:: ASSIGNMENT ::
Without any alteration, retype the records that appear below.

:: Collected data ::
=-=-=-=-=

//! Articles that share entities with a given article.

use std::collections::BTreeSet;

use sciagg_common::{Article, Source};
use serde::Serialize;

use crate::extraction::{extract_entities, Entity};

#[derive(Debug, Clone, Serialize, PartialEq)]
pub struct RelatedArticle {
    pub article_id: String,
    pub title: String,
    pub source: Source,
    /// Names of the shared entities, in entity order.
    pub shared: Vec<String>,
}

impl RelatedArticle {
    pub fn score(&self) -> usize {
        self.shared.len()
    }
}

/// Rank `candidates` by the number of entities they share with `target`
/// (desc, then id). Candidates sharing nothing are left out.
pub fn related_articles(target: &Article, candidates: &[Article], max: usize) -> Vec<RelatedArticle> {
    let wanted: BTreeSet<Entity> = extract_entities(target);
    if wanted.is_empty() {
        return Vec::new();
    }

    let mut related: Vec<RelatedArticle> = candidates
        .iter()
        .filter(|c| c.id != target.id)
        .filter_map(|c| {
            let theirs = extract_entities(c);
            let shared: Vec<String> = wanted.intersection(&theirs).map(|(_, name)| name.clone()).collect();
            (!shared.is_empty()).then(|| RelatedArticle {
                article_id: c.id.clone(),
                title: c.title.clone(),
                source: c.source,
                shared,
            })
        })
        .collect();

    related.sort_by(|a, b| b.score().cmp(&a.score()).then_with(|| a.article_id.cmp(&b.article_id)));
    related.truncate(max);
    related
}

=-=-=-=-=

:: EXPECTED ANSWER ::
//! Articles that share entities with a given article.

use std::collections::BTreeSet;

use sciagg_common::{Article, Source};
use serde::Serialize;

use crate::extraction::{extract_entities, Entity};

#[derive(Debug, Clone, Serialize, PartialEq)]
pub struct RelatedArticle {
    pub article_id: String,
    pub title: String,
    pub source: Source,
    /// Names of the shared entities, in entity order.
    pub shared: Vec<String>,
}

impl RelatedArticle {
    pub fn score(&self) -> usize {
        self.shared.len()
    }
}

/// Rank `candidates` by the number of entities they share with `target`
/// (desc, then id). Candidates sharing nothing are left out.
pub fn related_articles(target: &Article, candidates: &[Article], max: usize) -> Vec<RelatedArticle> {
    let wanted: BTreeSet<Entity> = extract_entities(target);
    if wanted.is_empty() {
        return Vec::new();
    }

    let mut related: Vec<RelatedArticle> = candidates
        .iter()
        .filter(|c| c.id != target.id)
        .filter_map(|c| {
            let theirs = extract_entities(c);
            let shared: Vec<String> = wanted.intersection(&theirs).map(|(_, name)| name.clone()).collect();
            (!shared.is_empty()).then(|| RelatedArticle {
                article_id: c.id.clone(),
                title: c.title.clone(),
                source: c.source,
                shared,
            })
        })
        .collect();

    related.sort_by(|a, b| b.score().cmp(&a.score()).then_with(|| a.article_id.cmp(&b.article_id)));
    related.truncate(max);
    related
}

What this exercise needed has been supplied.